Supervision for In-Patient Units
It seems obvious to me that the really awful mistakes in the case did not occur in the emergency department, and would not have been remedied by 24/7 attending coverage in every New York emergency department, though such a recommendation is laudable.
It has not transpired that in-house coverage on medical-surgical floors be at the attending level, even though it would be apparent from the Libby Zion case that this setting was precisely the one in which more mature supervision was most desperately needed.
It also begs the question whether attending oversight would have diagnosed and treated her serotonin syndrome. It is still a fact that serotonin syndrome is quite rare, even with the Demerol, cocaine, phenelzine, and who knows what else in Ms. Zion's body from various sources. Having a physician present with three years of post-graduate training on site would hardly be a guarantee that such a physician would recognize the syndrome or know how to treat it. It is incredible to me that all but a small fraction of physicians at the attending level would have ever seen the disorder at all.
Lastly, it is not clear that any of the mistakes in judgment, such as giving meperidine, a drug with serotoninergic action, to an agitated patient in restraints, was the result of sleep deprivation. Sleep is good, and fatigue may very well be a threat to patient safety. It certainly appears to be a threat to the safety of drivers unfortunate enough to be on the road when a resident finally drives home. To all appearances, however, the clinical decisions in the Zion case were made due to poor judgment, not to sleep deprivation. While we may be better doctors at 3 p.m. than 3 a.m., it appears that Libby Zion may very well have received the same care during the afternoon.
The Bottom Lines
We should not have to generate data to show that interns working 30-hour shifts make 36 percent more serious medical errors than those same interns who work no more than 16 hours consecutively. This should be intuitive. The question is how to make up for the inevitable decreased house officer coverage at teaching hospitals.
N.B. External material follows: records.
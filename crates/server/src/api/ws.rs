//! WebSocket support for live discovery updates.
//!
//! Every socket receives the engine's events. Clients also send commands,
//! and replies meant only for the sender (`results_loaded`,
//! `settings_loaded`, `library_snapshot`, `error`) go to that socket alone.

use axum::{
    extract::{
        ws::{Message, WebSocket, WebSocketUpgrade},
        State,
    },
    response::IntoResponse,
};
use futures::{SinkExt, StreamExt};
use serde::{Deserialize, Serialize};
use std::sync::Arc;
use tokio::sync::{broadcast, mpsc};
use tracing::{debug, error, info, warn};

use cinescout_core::config::{ConnectionUpdate, SanitizedConnection};
use cinescout_core::{LibraryReport, Recommendation};

use crate::metrics::{
    WS_COMMANDS_RECEIVED, WS_CONNECTIONS_ACTIVE, WS_CONNECTIONS_TOTAL, WS_LAG_EVENTS,
    WS_MESSAGES_SENT,
};
use crate::state::AppState;

/// Command sent by a client.
#[derive(Debug, Clone, PartialEq, Deserialize)]
#[serde(tag = "type", rename_all = "snake_case")]
pub enum WsCommand {
    RefreshLibrary,
    LibrarySnapshot,
    Start { names: Vec<String> },
    Stop,
    LoadMore,
    /// `name` may be percent-encoded.
    Add { name: String, year: String },
    LoadSettings,
    UpdateSettings(ConnectionUpdate),
}

impl WsCommand {
    fn kind(&self) -> &'static str {
        match self {
            WsCommand::RefreshLibrary => "refresh_library",
            WsCommand::LibrarySnapshot => "library_snapshot",
            WsCommand::Start { .. } => "start",
            WsCommand::Stop => "stop",
            WsCommand::LoadMore => "load_more",
            WsCommand::Add { .. } => "add",
            WsCommand::LoadSettings => "load_settings",
            WsCommand::UpdateSettings(_) => "update_settings",
        }
    }
}

/// Message for a single socket.
#[derive(Debug, Clone, Serialize)]
#[serde(tag = "type", rename_all = "snake_case")]
pub enum WsReply {
    /// Results to show right after connecting.
    ResultsLoaded { results: Vec<Recommendation> },
    SettingsLoaded { settings: SanitizedConnection },
    LibrarySnapshot(LibraryReport),
    Error { message: String },
}

impl WsReply {
    fn kind(&self) -> &'static str {
        match self {
            WsReply::ResultsLoaded { .. } => "results_loaded",
            WsReply::SettingsLoaded { .. } => "settings_loaded",
            WsReply::LibrarySnapshot(_) => "library_snapshot",
            WsReply::Error { .. } => "error",
        }
    }
}

/// Decode a client-supplied title, keeping it as-is if it is not valid percent-encoding.
pub fn decode_title(name: &str) -> String {
    urlencoding::decode(name)
        .map(|decoded| decoded.into_owned())
        .unwrap_or_else(|_| name.to_string())
}

/// WebSocket upgrade handler.
pub async fn ws_handler(
    ws: WebSocketUpgrade,
    State(state): State<Arc<AppState>>,
) -> impl IntoResponse {
    ws.on_upgrade(|socket| handle_socket(socket, state))
}

/// Handle a single WebSocket connection.
async fn handle_socket(socket: WebSocket, state: Arc<AppState>) {
    let (mut sender, mut receiver) = socket.split();

    // Subscribe before loading results so nothing emitted in between is lost.
    let mut events = state.engine().subscribe();
    let (reply_tx, mut reply_rx) = mpsc::unbounded_channel::<WsReply>();

    WS_CONNECTIONS_TOTAL.inc();
    WS_CONNECTIONS_ACTIVE.inc();
    info!("WebSocket client connected");

    let results = state.engine().client_connected().await;
    let _ = reply_tx.send(WsReply::ResultsLoaded { results });

    // Forward engine events and per-socket replies to this client
    let send_task = tokio::spawn(async move {
        loop {
            let (kind, json) = tokio::select! {
                result = events.recv() => match result {
                    Ok(event) => (event.kind(), serde_json::to_string(&event)),
                    Err(broadcast::error::RecvError::Lagged(n)) => {
                        warn!("WebSocket client lagged, skipped {} events", n);
                        WS_LAG_EVENTS.inc();
                        continue;
                    }
                    Err(broadcast::error::RecvError::Closed) => {
                        debug!("Event channel closed");
                        break;
                    }
                },
                reply = reply_rx.recv() => match reply {
                    Some(reply) => (reply.kind(), serde_json::to_string(&reply)),
                    None => break,
                },
            };

            match json {
                Ok(json) => {
                    WS_MESSAGES_SENT.with_label_values(&[kind]).inc();
                    if sender.send(Message::Text(json.into())).await.is_err() {
                        debug!("WebSocket send failed, client disconnected");
                        break;
                    }
                }
                Err(e) => error!("Failed to serialize {} message: {}", kind, e),
            }
        }
    });

    // Handle incoming commands
    while let Some(result) = receiver.next().await {
        match result {
            Ok(Message::Close(_)) => {
                debug!("WebSocket client requested close");
                break;
            }
            Ok(Message::Text(text)) => match serde_json::from_str::<WsCommand>(text.as_str()) {
                Ok(command) => {
                    WS_COMMANDS_RECEIVED
                        .with_label_values(&[command.kind()])
                        .inc();
                    tokio::spawn(handle_command(command, state.clone(), reply_tx.clone()));
                }
                Err(e) => {
                    warn!("Invalid WebSocket command: {}", e);
                    let _ = reply_tx.send(WsReply::Error {
                        message: format!("Invalid command: {}", e),
                    });
                }
            },
            Ok(_) => {
                // Ping/pong is handled by axum; binary frames are ignored
            }
            Err(e) => {
                warn!("WebSocket receive error: {}", e);
                break;
            }
        }
    }

    // Clean up
    send_task.abort();
    state.engine().client_disconnected();
    WS_CONNECTIONS_ACTIVE.dec();
    info!("WebSocket client disconnected");
}

/// Run one client command. Broadcast effects reach every socket through the
/// engine's events; direct answers go through `reply`.
pub async fn handle_command(
    command: WsCommand,
    state: Arc<AppState>,
    reply: mpsc::UnboundedSender<WsReply>,
) {
    debug!("Handling WebSocket command: {}", command.kind());
    let engine = state.engine();

    match command {
        WsCommand::RefreshLibrary => {
            // Failures are reported through the library_refreshed event.
            let _ = engine.refresh_library(false).await;
        }
        WsCommand::LibrarySnapshot => {
            let _ = reply.send(WsReply::LibrarySnapshot(engine.library_snapshot().await));
        }
        WsCommand::Start { names } => {
            // Rejections are reported through the start_failed event.
            let _ = engine.start(&names).await;
        }
        WsCommand::Stop => engine.stop(),
        WsCommand::LoadMore => {
            engine.load_more();
        }
        WsCommand::Add { name, year } => {
            engine.add_title(&decode_title(&name), &year).await;
        }
        WsCommand::LoadSettings => {
            let _ = reply.send(WsReply::SettingsLoaded {
                settings: state.settings().await,
            });
        }
        WsCommand::UpdateSettings(update) => {
            let message = match state.update_settings(&update).await {
                Ok(settings) => WsReply::SettingsLoaded { settings },
                Err(e) => WsReply::Error {
                    message: e.to_string(),
                },
            };
            let _ = reply.send(message);
        }
    }
}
Some obvious answers: longer and less intensive residency programs, enhanced role for physician extenders, attending staff providing more patient care.
Cutting down a work week to 80 hours should theoretically not even be worthy of note. Airplane pilots have been cited here and elsewhere as critical to public safety, similar to medical personnel. Loss of continuity of patient care as well as decreased exposure to procedures during residency may very well negatively affect the quality and nature of physicians turned out.
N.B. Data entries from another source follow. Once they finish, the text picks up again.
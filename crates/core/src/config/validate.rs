use super::{types::Config, ConfigError};

/// Validate configuration
/// Currently validates:
/// - Server port is not 0
/// - Library and TMDB timeouts are positive
/// - Minimum rating is within TMDB's 0-10 scale
/// - Language is "all" or a two-letter ISO 639-1 code
/// - Root folder path is set
pub fn validate_config(config: &Config) -> Result<(), ConfigError> {
    if config.server.port == 0 {
        return Err(ConfigError::ValidationError(
            "server.port cannot be 0".to_string(),
        ));
    }

    if config.library.timeout_secs == 0 {
        return Err(ConfigError::ValidationError(
            "library.timeout_secs must be greater than 0".to_string(),
        ));
    }

    if config.tmdb.timeout_secs == 0 {
        return Err(ConfigError::ValidationError(
            "tmdb.timeout_secs must be greater than 0".to_string(),
        ));
    }

    let rating = config.discovery.minimum_rating;
    if !(0.0..=10.0).contains(&rating) {
        return Err(ConfigError::ValidationError(format!(
            "discovery.minimum_rating must be between 0 and 10, got {}",
            rating
        )));
    }

    let language = config.discovery.language.as_str();
    let is_iso_code = language.len() == 2 && language.chars().all(|c| c.is_ascii_lowercase());
    if language != "all" && !is_iso_code {
        return Err(ConfigError::ValidationError(format!(
            "discovery.language must be \"all\" or a two-letter language code, got {:?}",
            language
        )));
    }

    if config.connection.root_folder_path.trim().is_empty() {
        return Err(ConfigError::ValidationError(
            "connection.root_folder_path cannot be empty".to_string(),
        ));
    }

    Ok(())
}
use serde::{Deserialize, Serialize};
use std::net::IpAddr;
use std::sync::Arc;
use tokio::sync::RwLock;

/// Root configuration
#[derive(Debug, Clone, Default, Deserialize, Serialize)]
pub struct Config {
    #[serde(default)]
    pub server: ServerConfig,
    #[serde(default)]
    pub connection: ConnectionSettings,
    #[serde(default)]
    pub library: LibraryConfig,
    #[serde(default)]
    pub tmdb: TmdbConfig,
    #[serde(default)]
    pub discovery: DiscoveryConfig,
}

/// Server configuration
#[derive(Debug, Clone, Deserialize, Serialize)]
pub struct ServerConfig {
    #[serde(default = "default_host")]
    pub host: IpAddr,
    #[serde(default = "default_port")]
    pub port: u16,
}

impl Default for ServerConfig {
    fn default() -> Self {
        Self {
            host: default_host(),
            port: default_port(),
        }
    }
}

fn default_host() -> IpAddr {
    IpAddr::from([0, 0, 0, 0])
}

fn default_port() -> u16 {
    5000
}

/// Connection settings that can be changed while the service runs.
///
/// Both HTTP clients read these on every request, so an update through
/// [`SharedConnection`] applies to the next call without a restart.
#[derive(Debug, Clone, PartialEq, Eq, Deserialize, Serialize)]
pub struct ConnectionSettings {
    /// Radarr base URL (e.g., "http://localhost:7878")
    #[serde(default = "default_library_url")]
    pub library_url: String,
    /// Radarr API key
    #[serde(default)]
    pub library_api_key: String,
    /// Root folder new movies are placed under
    #[serde(default = "default_root_folder_path")]
    pub root_folder_path: String,
    /// TMDB API key
    #[serde(default)]
    pub tmdb_api_key: String,
}

impl Default for ConnectionSettings {
    fn default() -> Self {
        Self {
            library_url: default_library_url(),
            library_api_key: String::new(),
            root_folder_path: default_root_folder_path(),
            tmdb_api_key: String::new(),
        }
    }
}

fn default_library_url() -> String {
    "http://192.168.1.2:7878".to_string()
}

fn default_root_folder_path() -> String {
    "/data/media/movies/".to_string()
}

/// Connection settings shared between the clients and the add workflow.
pub type SharedConnection = Arc<RwLock<ConnectionSettings>>;

/// Wrap connection settings for sharing.
pub fn shared_connection(settings: ConnectionSettings) -> SharedConnection {
    Arc::new(RwLock::new(settings))
}

/// Partial update of [`ConnectionSettings`]; absent fields are left alone.
#[derive(Debug, Clone, Default, PartialEq, Eq, Deserialize, Serialize)]
pub struct ConnectionUpdate {
    #[serde(default, skip_serializing_if = "Option::is_none")]
    pub library_url: Option<String>,
    #[serde(default, skip_serializing_if = "Option::is_none")]
    pub library_api_key: Option<String>,
    #[serde(default, skip_serializing_if = "Option::is_none")]
    pub root_folder_path: Option<String>,
    #[serde(default, skip_serializing_if = "Option::is_none")]
    pub tmdb_api_key: Option<String>,
}

impl ConnectionUpdate {
    pub fn apply(&self, settings: &mut ConnectionSettings) {
        if let Some(url) = &self.library_url {
            settings.library_url = url.trim_end_matches('/').to_string();
        }
        if let Some(key) = &self.library_api_key {
            settings.library_api_key = key.clone();
        }
        if let Some(path) = &self.root_folder_path {
            settings.root_folder_path = path.clone();
        }
        if let Some(key) = &self.tmdb_api_key {
            settings.tmdb_api_key = key.clone();
        }
    }
}

/// Radarr behaviour when adding movies
#[derive(Debug, Clone, Deserialize, Serialize)]
pub struct LibraryConfig {
    /// Request timeout in seconds (default: 120)
    #[serde(default = "default_timeout")]
    pub timeout_secs: u64,
    #[serde(default = "default_profile_id")]
    pub quality_profile_id: u32,
    #[serde(default = "default_profile_id")]
    pub metadata_profile_id: u32,
    /// Ask Radarr to search for the movie right after adding it
    #[serde(default)]
    pub search_on_add: bool,
    /// Pretend every add succeeded without calling Radarr
    #[serde(default)]
    pub dry_run: bool,
}

impl Default for LibraryConfig {
    fn default() -> Self {
        Self {
            timeout_secs: default_timeout(),
            quality_profile_id: default_profile_id(),
            metadata_profile_id: default_profile_id(),
            search_on_add: false,
            dry_run: false,
        }
    }
}

fn default_timeout() -> u64 {
    120
}

fn default_profile_id() -> u32 {
    1
}

/// TMDB client configuration
#[derive(Debug, Clone, Deserialize, Serialize)]
pub struct TmdbConfig {
    /// Base URL (default: https://api.themoviedb.org/3).
    #[serde(default, skip_serializing_if = "Option::is_none")]
    pub base_url: Option<String>,
    /// Image base URL for posters.
    #[serde(default, skip_serializing_if = "Option::is_none")]
    pub image_base_url: Option<String>,
    /// Use the first search result when nothing matches closely enough.
    #[serde(default)]
    pub fallback_to_top_result: bool,
    /// Request timeout in seconds (default: 30)
    #[serde(default = "default_tmdb_timeout")]
    pub timeout_secs: u64,
}

impl Default for TmdbConfig {
    fn default() -> Self {
        Self {
            base_url: None,
            image_base_url: None,
            fallback_to_top_result: false,
            timeout_secs: default_tmdb_timeout(),
        }
    }
}

fn default_tmdb_timeout() -> u64 {
    30
}

/// Recommendation filtering and startup behaviour
#[derive(Debug, Clone, Deserialize, Serialize)]
pub struct DiscoveryConfig {
    #[serde(default = "default_minimum_rating")]
    pub minimum_rating: f32,
    #[serde(default = "default_minimum_votes")]
    pub minimum_votes: u32,
    /// "all" or an ISO 639-1 code such as "en"
    #[serde(default = "default_language")]
    pub language: String,
    #[serde(default)]
    pub auto_start: bool,
    #[serde(default = "default_auto_start_delay")]
    pub auto_start_delay_secs: u64,
}

impl Default for DiscoveryConfig {
    fn default() -> Self {
        Self {
            minimum_rating: default_minimum_rating(),
            minimum_votes: default_minimum_votes(),
            language: default_language(),
            auto_start: false,
            auto_start_delay_secs: default_auto_start_delay(),
        }
    }
}

fn default_minimum_rating() -> f32 {
    5.5
}

fn default_minimum_votes() -> u32 {
    50
}

fn default_language() -> String {
    "all".to_string()
}

fn default_auto_start_delay() -> u64 {
    60
}

/// Sanitized config for API responses (secrets redacted)
#[derive(Debug, Clone, Serialize)]
pub struct SanitizedConfig {
    pub server: ServerConfig,
    pub connection: SanitizedConnection,
    pub library: LibraryConfig,
    pub tmdb: TmdbConfig,
    pub discovery: DiscoveryConfig,
}

/// Connection settings with API keys hidden
#[derive(Debug, Clone, Serialize)]
pub struct SanitizedConnection {
    pub library_url: String,
    pub library_api_key_configured: bool,
    pub root_folder_path: String,
    pub tmdb_api_key_configured: bool,
}

impl From<&ConnectionSettings> for SanitizedConnection {
    fn from(connection: &ConnectionSettings) -> Self {
        Self {
            library_url: connection.library_url.clone(),
            library_api_key_configured: !connection.library_api_key.is_empty(),
            root_folder_path: connection.root_folder_path.clone(),
            tmdb_api_key_configured: !connection.tmdb_api_key.is_empty(),
        }
    }
}

impl From<&Config> for SanitizedConfig {
    fn from(config: &Config) -> Self {
        Self {
            server: config.server.clone(),
            connection: SanitizedConnection::from(&config.connection),
            library: config.library.clone(),
            tmdb: config.tmdb.clone(),
            discovery: config.discovery.clone(),
        }
    }
}
//! Metrics middleware for API routes.

use axum::{
    body::Body,
    extract::MatchedPath,
    http::Request,
    middleware::Next,
    response::Response,
};
use std::time::Instant;

use crate::metrics::{HTTP_REQUESTS_TOTAL, HTTP_REQUEST_DURATION};

/// Records request duration and count per matched route.
pub async fn metrics_middleware(request: Request<Body>, next: Next) -> Response {
    let start = Instant::now();
    let method = request.method().to_string();
    // Static files share one label.
    let path = request
        .extensions()
        .get::<MatchedPath>()
        .map(|p| p.as_str().to_string())
        .unwrap_or_else(|| "unmatched".to_string());

    let response = next.run(request).await;

    let duration = start.elapsed().as_secs_f64();
    let status = response.status().as_u16().to_string();

    HTTP_REQUEST_DURATION
        .with_label_values(&[&method, &path, &status])
        .observe(duration);
    HTTP_REQUESTS_TOTAL
        .with_label_values(&[&method, &path, &status])
        .inc();

    response
}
The Libby Zion case brought up issues that should have had little to do with emergency care, yet affected emergency medicine in a huge way, with its subsequent mandate for supervision at the attending level. The ultimate upshot of the case has probably been positive in many ways, but not because the solutions had anything to do with the problems actually encountered by Libby Zion in 1984.
If it is true that fatigue is bad, and that care is best avoided between the hours of, say, 11 p.m. and 7 a.m. because doctors are not as coordinated, knowledgeable, or quick on their feet at 4 a.m. as 4 p.m., we as a specialty may want to look into ways of discouraging patients with non-life-threatening problems from showing up during those hours. There are many ways to do so such as EMTALA modifications for off-hour screening of nonurgent patients and surcharges for nonurgent care during graveyard shifts.